● **TASK OBJECTIVE**
Which lines of the listing hold the string "IdentifyFormat"? Show each of them.

● **TASK DATA**
-------

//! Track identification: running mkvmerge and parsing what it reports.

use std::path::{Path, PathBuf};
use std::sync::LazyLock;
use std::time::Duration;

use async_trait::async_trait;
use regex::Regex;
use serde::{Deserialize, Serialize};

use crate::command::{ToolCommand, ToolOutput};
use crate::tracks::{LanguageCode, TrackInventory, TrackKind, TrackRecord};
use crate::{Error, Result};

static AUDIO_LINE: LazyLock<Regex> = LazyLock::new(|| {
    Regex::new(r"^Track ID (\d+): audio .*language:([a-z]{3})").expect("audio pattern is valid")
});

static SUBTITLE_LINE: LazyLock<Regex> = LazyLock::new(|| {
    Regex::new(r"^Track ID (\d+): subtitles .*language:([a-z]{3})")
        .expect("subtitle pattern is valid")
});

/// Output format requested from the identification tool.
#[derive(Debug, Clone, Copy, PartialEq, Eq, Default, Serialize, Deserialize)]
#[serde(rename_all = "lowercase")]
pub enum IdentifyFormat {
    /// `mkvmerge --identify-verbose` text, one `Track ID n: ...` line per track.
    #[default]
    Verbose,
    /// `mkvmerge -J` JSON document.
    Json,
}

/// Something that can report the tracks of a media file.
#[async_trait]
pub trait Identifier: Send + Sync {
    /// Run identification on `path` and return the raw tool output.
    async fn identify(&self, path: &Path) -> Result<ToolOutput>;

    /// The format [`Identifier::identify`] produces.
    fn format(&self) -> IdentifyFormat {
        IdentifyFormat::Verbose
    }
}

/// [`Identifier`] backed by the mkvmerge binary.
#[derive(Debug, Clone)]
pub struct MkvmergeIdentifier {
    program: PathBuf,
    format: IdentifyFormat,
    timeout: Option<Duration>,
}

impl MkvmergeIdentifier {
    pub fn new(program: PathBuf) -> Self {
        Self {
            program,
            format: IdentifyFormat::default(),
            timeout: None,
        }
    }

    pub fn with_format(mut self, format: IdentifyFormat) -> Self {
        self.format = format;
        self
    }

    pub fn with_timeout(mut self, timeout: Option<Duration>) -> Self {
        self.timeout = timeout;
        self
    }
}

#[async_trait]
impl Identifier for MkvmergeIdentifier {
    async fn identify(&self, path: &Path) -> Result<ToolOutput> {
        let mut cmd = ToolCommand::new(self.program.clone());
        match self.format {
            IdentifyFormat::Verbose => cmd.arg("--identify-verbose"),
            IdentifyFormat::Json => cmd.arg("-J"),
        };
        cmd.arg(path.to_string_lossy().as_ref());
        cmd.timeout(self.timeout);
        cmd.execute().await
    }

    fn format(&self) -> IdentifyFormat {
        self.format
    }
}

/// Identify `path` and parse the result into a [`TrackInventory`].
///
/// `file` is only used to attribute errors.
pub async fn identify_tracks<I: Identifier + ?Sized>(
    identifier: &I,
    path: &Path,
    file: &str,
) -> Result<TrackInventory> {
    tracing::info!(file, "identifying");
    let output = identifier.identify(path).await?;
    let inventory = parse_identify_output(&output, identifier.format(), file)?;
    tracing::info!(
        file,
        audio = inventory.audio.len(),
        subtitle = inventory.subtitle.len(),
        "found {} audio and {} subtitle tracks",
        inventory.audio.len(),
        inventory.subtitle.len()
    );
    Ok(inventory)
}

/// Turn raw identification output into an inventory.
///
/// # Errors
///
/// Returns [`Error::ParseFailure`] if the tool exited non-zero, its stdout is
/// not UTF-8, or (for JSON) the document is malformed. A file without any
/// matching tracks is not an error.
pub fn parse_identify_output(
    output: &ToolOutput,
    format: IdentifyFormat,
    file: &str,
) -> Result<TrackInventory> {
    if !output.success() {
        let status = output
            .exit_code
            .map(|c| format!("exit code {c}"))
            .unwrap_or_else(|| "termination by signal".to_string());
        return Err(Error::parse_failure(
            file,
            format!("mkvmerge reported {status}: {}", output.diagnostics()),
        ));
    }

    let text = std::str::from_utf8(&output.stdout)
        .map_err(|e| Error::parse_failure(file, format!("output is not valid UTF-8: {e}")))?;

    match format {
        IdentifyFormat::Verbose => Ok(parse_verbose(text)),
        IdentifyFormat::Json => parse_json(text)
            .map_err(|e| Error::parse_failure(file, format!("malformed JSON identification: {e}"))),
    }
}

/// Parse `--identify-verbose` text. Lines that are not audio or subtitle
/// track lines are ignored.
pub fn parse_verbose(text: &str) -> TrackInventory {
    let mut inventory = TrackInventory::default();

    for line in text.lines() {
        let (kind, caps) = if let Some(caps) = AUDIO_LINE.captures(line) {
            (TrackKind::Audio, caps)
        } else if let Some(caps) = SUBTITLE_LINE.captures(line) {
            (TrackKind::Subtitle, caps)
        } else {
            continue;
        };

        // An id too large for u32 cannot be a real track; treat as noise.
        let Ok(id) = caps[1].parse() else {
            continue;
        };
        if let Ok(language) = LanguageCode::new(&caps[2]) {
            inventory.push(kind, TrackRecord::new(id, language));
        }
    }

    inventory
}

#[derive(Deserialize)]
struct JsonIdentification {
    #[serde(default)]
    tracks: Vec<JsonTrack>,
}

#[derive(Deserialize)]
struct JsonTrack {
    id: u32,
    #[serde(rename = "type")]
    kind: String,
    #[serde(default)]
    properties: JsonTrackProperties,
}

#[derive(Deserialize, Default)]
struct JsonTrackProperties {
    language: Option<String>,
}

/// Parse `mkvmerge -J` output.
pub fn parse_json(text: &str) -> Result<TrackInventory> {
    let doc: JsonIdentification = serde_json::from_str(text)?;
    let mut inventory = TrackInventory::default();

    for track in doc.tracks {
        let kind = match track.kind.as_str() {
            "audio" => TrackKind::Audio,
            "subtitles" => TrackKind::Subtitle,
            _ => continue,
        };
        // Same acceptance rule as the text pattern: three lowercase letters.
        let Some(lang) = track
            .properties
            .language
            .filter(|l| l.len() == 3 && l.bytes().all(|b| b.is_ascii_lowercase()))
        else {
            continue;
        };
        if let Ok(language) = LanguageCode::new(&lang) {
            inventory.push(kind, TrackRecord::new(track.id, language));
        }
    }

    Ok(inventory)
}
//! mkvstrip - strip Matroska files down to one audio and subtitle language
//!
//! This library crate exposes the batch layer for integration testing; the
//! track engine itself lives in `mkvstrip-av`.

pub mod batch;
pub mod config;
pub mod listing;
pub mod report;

-------

● **SOLUTION TO THE EXERCISE**
pub enum IdentifyFormat {
    fn format(&self) -> IdentifyFormat {
        IdentifyFormat::Verbose
    format: IdentifyFormat,
            format: IdentifyFormat::default(),
    pub fn with_format(mut self, format: IdentifyFormat) -> Self {
            IdentifyFormat::Verbose => cmd.arg("--identify-verbose"),
            IdentifyFormat::Json => cmd.arg("-J"),
    fn format(&self) -> IdentifyFormat {
    format: IdentifyFormat,
        IdentifyFormat::Verbose => Ok(parse_verbose(text)),
        IdentifyFormat::Json => parse_json(text)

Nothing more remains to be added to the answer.